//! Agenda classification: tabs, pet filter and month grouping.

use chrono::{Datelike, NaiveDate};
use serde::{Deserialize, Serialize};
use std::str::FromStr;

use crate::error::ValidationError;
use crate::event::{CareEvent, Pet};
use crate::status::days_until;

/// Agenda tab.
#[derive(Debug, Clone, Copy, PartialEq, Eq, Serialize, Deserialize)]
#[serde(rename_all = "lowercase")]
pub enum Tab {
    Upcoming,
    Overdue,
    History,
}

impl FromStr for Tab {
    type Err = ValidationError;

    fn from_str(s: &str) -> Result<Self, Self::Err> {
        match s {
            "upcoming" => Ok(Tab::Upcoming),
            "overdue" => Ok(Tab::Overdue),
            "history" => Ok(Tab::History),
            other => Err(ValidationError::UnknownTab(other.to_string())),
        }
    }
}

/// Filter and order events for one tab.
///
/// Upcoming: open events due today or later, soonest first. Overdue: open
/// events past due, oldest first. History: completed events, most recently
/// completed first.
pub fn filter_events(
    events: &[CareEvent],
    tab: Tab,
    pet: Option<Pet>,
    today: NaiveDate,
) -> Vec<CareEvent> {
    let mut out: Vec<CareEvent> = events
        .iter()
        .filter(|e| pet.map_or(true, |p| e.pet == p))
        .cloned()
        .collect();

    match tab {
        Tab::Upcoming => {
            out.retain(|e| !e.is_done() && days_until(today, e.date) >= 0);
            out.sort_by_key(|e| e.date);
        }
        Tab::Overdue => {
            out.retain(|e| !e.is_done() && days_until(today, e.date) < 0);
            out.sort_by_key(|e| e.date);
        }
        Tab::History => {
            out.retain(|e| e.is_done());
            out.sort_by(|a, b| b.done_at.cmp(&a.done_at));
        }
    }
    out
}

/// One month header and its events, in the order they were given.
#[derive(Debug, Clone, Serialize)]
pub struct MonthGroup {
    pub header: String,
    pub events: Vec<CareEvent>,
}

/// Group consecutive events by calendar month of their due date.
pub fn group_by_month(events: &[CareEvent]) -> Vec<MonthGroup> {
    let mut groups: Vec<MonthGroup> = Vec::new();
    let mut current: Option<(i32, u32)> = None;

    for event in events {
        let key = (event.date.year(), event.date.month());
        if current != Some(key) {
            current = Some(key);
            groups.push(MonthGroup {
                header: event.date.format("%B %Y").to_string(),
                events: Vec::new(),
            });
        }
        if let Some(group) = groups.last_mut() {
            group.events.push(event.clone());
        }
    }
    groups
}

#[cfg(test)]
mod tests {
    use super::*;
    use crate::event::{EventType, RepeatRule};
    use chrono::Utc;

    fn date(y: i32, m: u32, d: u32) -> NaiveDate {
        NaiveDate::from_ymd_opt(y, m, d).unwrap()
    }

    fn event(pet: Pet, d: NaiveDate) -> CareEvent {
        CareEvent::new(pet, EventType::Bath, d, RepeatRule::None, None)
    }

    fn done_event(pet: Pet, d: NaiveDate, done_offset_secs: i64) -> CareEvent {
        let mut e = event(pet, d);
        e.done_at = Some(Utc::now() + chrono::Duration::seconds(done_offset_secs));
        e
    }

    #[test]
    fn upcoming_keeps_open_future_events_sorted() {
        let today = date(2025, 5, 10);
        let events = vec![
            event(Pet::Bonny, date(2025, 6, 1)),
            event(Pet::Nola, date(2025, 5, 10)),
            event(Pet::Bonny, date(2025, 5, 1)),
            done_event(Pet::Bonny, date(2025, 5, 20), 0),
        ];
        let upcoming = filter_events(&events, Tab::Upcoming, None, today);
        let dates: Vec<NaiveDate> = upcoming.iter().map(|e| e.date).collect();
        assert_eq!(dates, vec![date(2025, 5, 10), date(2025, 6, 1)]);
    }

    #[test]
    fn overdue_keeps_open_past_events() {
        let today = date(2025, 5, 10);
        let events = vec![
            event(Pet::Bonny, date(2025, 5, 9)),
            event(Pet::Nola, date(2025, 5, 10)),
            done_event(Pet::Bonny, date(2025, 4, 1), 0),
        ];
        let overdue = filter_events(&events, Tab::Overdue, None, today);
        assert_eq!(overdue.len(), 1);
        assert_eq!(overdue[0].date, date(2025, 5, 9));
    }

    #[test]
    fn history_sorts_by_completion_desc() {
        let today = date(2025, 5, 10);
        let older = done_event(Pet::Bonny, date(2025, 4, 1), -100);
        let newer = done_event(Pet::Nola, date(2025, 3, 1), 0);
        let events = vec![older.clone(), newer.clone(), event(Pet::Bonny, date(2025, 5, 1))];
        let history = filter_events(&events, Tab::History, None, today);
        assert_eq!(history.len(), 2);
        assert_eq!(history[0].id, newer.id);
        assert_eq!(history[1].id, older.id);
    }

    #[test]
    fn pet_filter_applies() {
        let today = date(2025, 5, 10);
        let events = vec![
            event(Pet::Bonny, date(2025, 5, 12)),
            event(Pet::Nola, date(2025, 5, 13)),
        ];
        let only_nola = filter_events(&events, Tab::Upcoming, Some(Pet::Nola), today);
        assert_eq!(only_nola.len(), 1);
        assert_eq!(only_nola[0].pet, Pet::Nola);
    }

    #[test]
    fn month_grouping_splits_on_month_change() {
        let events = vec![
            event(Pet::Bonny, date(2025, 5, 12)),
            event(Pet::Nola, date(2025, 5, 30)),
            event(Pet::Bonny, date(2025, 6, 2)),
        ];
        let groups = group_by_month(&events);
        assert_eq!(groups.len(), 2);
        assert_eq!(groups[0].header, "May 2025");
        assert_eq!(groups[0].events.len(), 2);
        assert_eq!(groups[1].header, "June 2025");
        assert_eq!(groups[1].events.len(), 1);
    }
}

## [Task statement]
Write the entries out again, exactly and completely.

## [Expected answer]
//! Agenda classification: tabs, pet filter and month grouping.

use chrono::{Datelike, NaiveDate};
use serde::{Deserialize, Serialize};
use std::str::FromStr;

use crate::error::ValidationError;
use crate::event::{CareEvent, Pet};
use crate::status::days_until;

/// Agenda tab.
#[derive(Debug, Clone, Copy, PartialEq, Eq, Serialize, Deserialize)]
#[serde(rename_all = "lowercase")]
pub enum Tab {
    Upcoming,
    Overdue,
    History,
}

impl FromStr for Tab {
    type Err = ValidationError;

    fn from_str(s: &str) -> Result<Self, Self::Err> {
        match s {
            "upcoming" => Ok(Tab::Upcoming),
            "overdue" => Ok(Tab::Overdue),
            "history" => Ok(Tab::History),
            other => Err(ValidationError::UnknownTab(other.to_string())),
        }
    }
}

/// Filter and order events for one tab.
///
/// Upcoming: open events due today or later, soonest first. Overdue: open
/// events past due, oldest first. History: completed events, most recently
/// completed first.
pub fn filter_events(
    events: &[CareEvent],
    tab: Tab,
    pet: Option<Pet>,
    today: NaiveDate,
) -> Vec<CareEvent> {
    let mut out: Vec<CareEvent> = events
        .iter()
        .filter(|e| pet.map_or(true, |p| e.pet == p))
        .cloned()
        .collect();

    match tab {
        Tab::Upcoming => {
            out.retain(|e| !e.is_done() && days_until(today, e.date) >= 0);
            out.sort_by_key(|e| e.date);
        }
        Tab::Overdue => {
            out.retain(|e| !e.is_done() && days_until(today, e.date) < 0);
            out.sort_by_key(|e| e.date);
        }
        Tab::History => {
            out.retain(|e| e.is_done());
            out.sort_by(|a, b| b.done_at.cmp(&a.done_at));
        }
    }
    out
}

/// One month header and its events, in the order they were given.
#[derive(Debug, Clone, Serialize)]
pub struct MonthGroup {
    pub header: String,
    pub events: Vec<CareEvent>,
}

/// Group consecutive events by calendar month of their due date.
pub fn group_by_month(events: &[CareEvent]) -> Vec<MonthGroup> {
    let mut groups: Vec<MonthGroup> = Vec::new();
    let mut current: Option<(i32, u32)> = None;

    for event in events {
        let key = (event.date.year(), event.date.month());
        if current != Some(key) {
            current = Some(key);
            groups.push(MonthGroup {
                header: event.date.format("%B %Y").to_string(),
                events: Vec::new(),
            });
        }
        if let Some(group) = groups.last_mut() {
            group.events.push(event.clone());
        }
    }
    groups
}

#[cfg(test)]
mod tests {
    use super::*;
    use crate::event::{EventType, RepeatRule};
    use chrono::Utc;

    fn date(y: i32, m: u32, d: u32) -> NaiveDate {
        NaiveDate::from_ymd_opt(y, m, d).unwrap()
    }

    fn event(pet: Pet, d: NaiveDate) -> CareEvent {
        CareEvent::new(pet, EventType::Bath, d, RepeatRule::None, None)
    }

    fn done_event(pet: Pet, d: NaiveDate, done_offset_secs: i64) -> CareEvent {
        let mut e = event(pet, d);
        e.done_at = Some(Utc::now() + chrono::Duration::seconds(done_offset_secs));
        e
    }

    #[test]
    fn upcoming_keeps_open_future_events_sorted() {
        let today = date(2025, 5, 10);
        let events = vec![
            event(Pet::Bonny, date(2025, 6, 1)),
            event(Pet::Nola, date(2025, 5, 10)),
            event(Pet::Bonny, date(2025, 5, 1)),
            done_event(Pet::Bonny, date(2025, 5, 20), 0),
        ];
        let upcoming = filter_events(&events, Tab::Upcoming, None, today);
        let dates: Vec<NaiveDate> = upcoming.iter().map(|e| e.date).collect();
        assert_eq!(dates, vec![date(2025, 5, 10), date(2025, 6, 1)]);
    }

    #[test]
    fn overdue_keeps_open_past_events() {
        let today = date(2025, 5, 10);
        let events = vec![
            event(Pet::Bonny, date(2025, 5, 9)),
            event(Pet::Nola, date(2025, 5, 10)),
            done_event(Pet::Bonny, date(2025, 4, 1), 0),
        ];
        let overdue = filter_events(&events, Tab::Overdue, None, today);
        assert_eq!(overdue.len(), 1);
        assert_eq!(overdue[0].date, date(2025, 5, 9));
    }

    #[test]
    fn history_sorts_by_completion_desc() {
        let today = date(2025, 5, 10);
        let older = done_event(Pet::Bonny, date(2025, 4, 1), -100);
        let newer = done_event(Pet::Nola, date(2025, 3, 1), 0);
        let events = vec![older.clone(), newer.clone(), event(Pet::Bonny, date(2025, 5, 1))];
        let history = filter_events(&events, Tab::History, None, today);
        assert_eq!(history.len(), 2);
        assert_eq!(history[0].id, newer.id);
        assert_eq!(history[1].id, older.id);
    }

    #[test]
    fn pet_filter_applies() {
        let today = date(2025, 5, 10);
        let events = vec![
            event(Pet::Bonny, date(2025, 5, 12)),
            event(Pet::Nola, date(2025, 5, 13)),
        ];
        let only_nola = filter_events(&events, Tab::Upcoming, Some(Pet::Nola), today);
        assert_eq!(only_nola.len(), 1);
        assert_eq!(only_nola[0].pet, Pet::Nola);
    }

    #[test]
    fn month_grouping_splits_on_month_change() {
        let events = vec![
            event(Pet::Bonny, date(2025, 5, 12)),
            event(Pet::Nola, date(2025, 5, 30)),
            event(Pet::Bonny, date(2025, 6, 2)),
        ];
        let groups = group_by_month(&events);
        assert_eq!(groups.len(), 2);
        assert_eq!(groups[0].header, "May 2025");
        assert_eq!(groups[0].events.len(), 2);
        assert_eq!(groups[1].header, "June 2025");
        assert_eq!(groups[1].events.len(), 1);
    }
}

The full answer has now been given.